To reinforce and continually nurture Israel’s covenantal memory, Moses employed various mnemonic methods throughout the book of Deuteronomy. These tools of remembrance are collected as a whole only within that book, literally making Deuteronomy a how-to handbook for Israel’s memory. The memory-aiding methods Moses marshaled in Deuteronomy include repetition, types and symbols, the Sabbath, seasonal feasts and festivals, significant years, circumcision, altars and monuments, religious attire, the “song” of Moses, and culture.

Repetition

President Ezra Taft Benson said, “Repetition is a key to learning. Our sons need to hear the truth repeated.”[3] The English appellation of the book, Deuteronomy, means “repeated law,” “second law,” or “copy of the law.” This alludes to the fact that Deuteronomy is a selective revision of the Mosiac law and history found in Exodus through Numbers. “It is not a mere repetition, however. As Leviticus was for the priests and Numbers for the Levites, so Deuteronomy was for the people. Therefore, while it is not so detailed nor technical as the books which precede it, it contains all the essential elements which the individual must obey to insure continual blessings associated with the covenant life.”[4]

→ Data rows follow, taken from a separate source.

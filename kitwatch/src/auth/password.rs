//! Password hashing and verification.

use argon2::{
    Algorithm, Argon2, Params, Version,
    password_hash::{PasswordHash, PasswordHasher, PasswordVerifier, SaltString, rand_core::OsRng},
};

use crate::config::PasswordConfig;
use crate::errors::Error;

/// Argon2 hashing parameters.
#[derive(Debug, Clone, Copy)]
pub struct Argon2Params {
    pub memory_kib: u32,
    pub iterations: u32,
    pub parallelism: u32,
}

impl Argon2Params {
    /// Create Argon2 instance with these parameters.
    fn to_argon2(self) -> Result<Argon2<'static>, Error> {
        let params = Params::new(self.memory_kib, self.iterations, self.parallelism, None).map_err(|e| Error::Internal {
            operation: format!("create argon2 params: {e}"),
        })?;

        Ok(Argon2::new(Algorithm::Argon2id, Version::V0x13, params))
    }
}

impl Default for Argon2Params {
    /// Secure defaults for production (Argon2id RFC recommendations)
    fn default() -> Self {
        Self {
            memory_kib: 19456, // 19 MB
            iterations: 2,
            parallelism: 1,
        }
    }
}

impl From<&PasswordConfig> for Argon2Params {
    fn from(config: &PasswordConfig) -> Self {
        Self {
            memory_kib: config.argon2_memory_kib,
            iterations: config.argon2_iterations,
            parallelism: config.argon2_parallelism,
        }
    }
}

/// Hash a password using Argon2id with a fresh salt.
pub fn hash_string_with_params(input: &str, params: Argon2Params) -> Result<String, Error> {
    let salt = SaltString::generate(&mut OsRng);
    let argon2 = params.to_argon2()?;

    let hash = argon2.hash_password(input.as_bytes(), &salt).map_err(|e| Error::Internal {
        operation: format!("hash password: {e}"),
    })?;

    Ok(hash.to_string())
}

/// Verify a password against a stored hash.
///
/// Verification uses the parameters embedded in the hash itself.
pub fn verify_string(input: &str, hash: &str) -> Result<bool, Error> {
    let parsed_hash = PasswordHash::new(hash).map_err(|e| Error::Internal {
        operation: format!("parse password hash: {e}"),
    })?;

    Ok(Argon2::default().verify_password(input.as_bytes(), &parsed_hash).is_ok())
}

#[cfg(test)]
mod tests {
    use super::*;

    // Cheap parameters keep the tests fast
    fn fast() -> Argon2Params {
        Argon2Params {
            memory_kib: 1024,
            iterations: 1,
            parallelism: 1,
        }
    }

    #[test]
    fn test_string_hashing() {
        let hash = hash_string_with_params("test_password_123", fast()).unwrap();

        assert!(hash.starts_with("$argon2id$"));
        assert!(verify_string("test_password_123", &hash).unwrap());
        assert!(!verify_string("wrong_password", &hash).unwrap());
    }

    #[test]
    fn test_same_input_different_hashes() {
        let hash1 = hash_string_with_params("same_password", fast()).unwrap();
        let hash2 = hash_string_with_params("same_password", fast()).unwrap();

        // Same input should produce different hashes due to salt
        assert_ne!(hash1, hash2);
        assert!(verify_string("same_password", &hash1).unwrap());
        assert!(verify_string("same_password", &hash2).unwrap());
    }

    #[test]
    fn test_malformed_hash_is_internal_error() {
        assert!(matches!(verify_string("pw", "not-a-hash"), Err(Error::Internal { .. })));
    }

    #[test]
    fn test_invalid_params_are_rejected() {
        let params = Argon2Params {
            memory_kib: 1,
            iterations: 0,
            parallelism: 1,
        };
        assert!(hash_string_with_params("pw", params).is_err());
    }
}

Repetition and recitation help us to remember. Deuteronomy, as a book, was to be taught in the home to the children (4:4-9; 6:7). It was to be meditated upon constantly (6:7). It was to be studied by Israel’s king on a daily basis (17:18-19; also Joshua 1:8). It was to be rehearsed to the entire population of Israel, including the resident gentiles, every Sabbatical year, during the feast of Tabernacles (31:10-13). Repetition is utilized within the book of Deuteronomy as well. The Shema, or Jewish daily prayer, consists of passages from Deuteronomy 6:4-9, 11:13-21, and Numbers 15:37-41. These references have the Lord’s injunctions to teach the law in the family, as well as, to talk of and ponder on the law continually. One translation of Deuteronomy 4:7 renders “talk” as “recite” and notes that Moses’ instruction “involves recitation and reading or murmuring” as an aid to remembering.[5] On this point, another biblical scholar has written, “Consideration of the memory passages in Deuteronomy suggests that the mode of the remembrance was preaching or sacred recital in the sanctuaries and it is so prominent as to amount to a Deuteronomic presentation of remembrance.[6]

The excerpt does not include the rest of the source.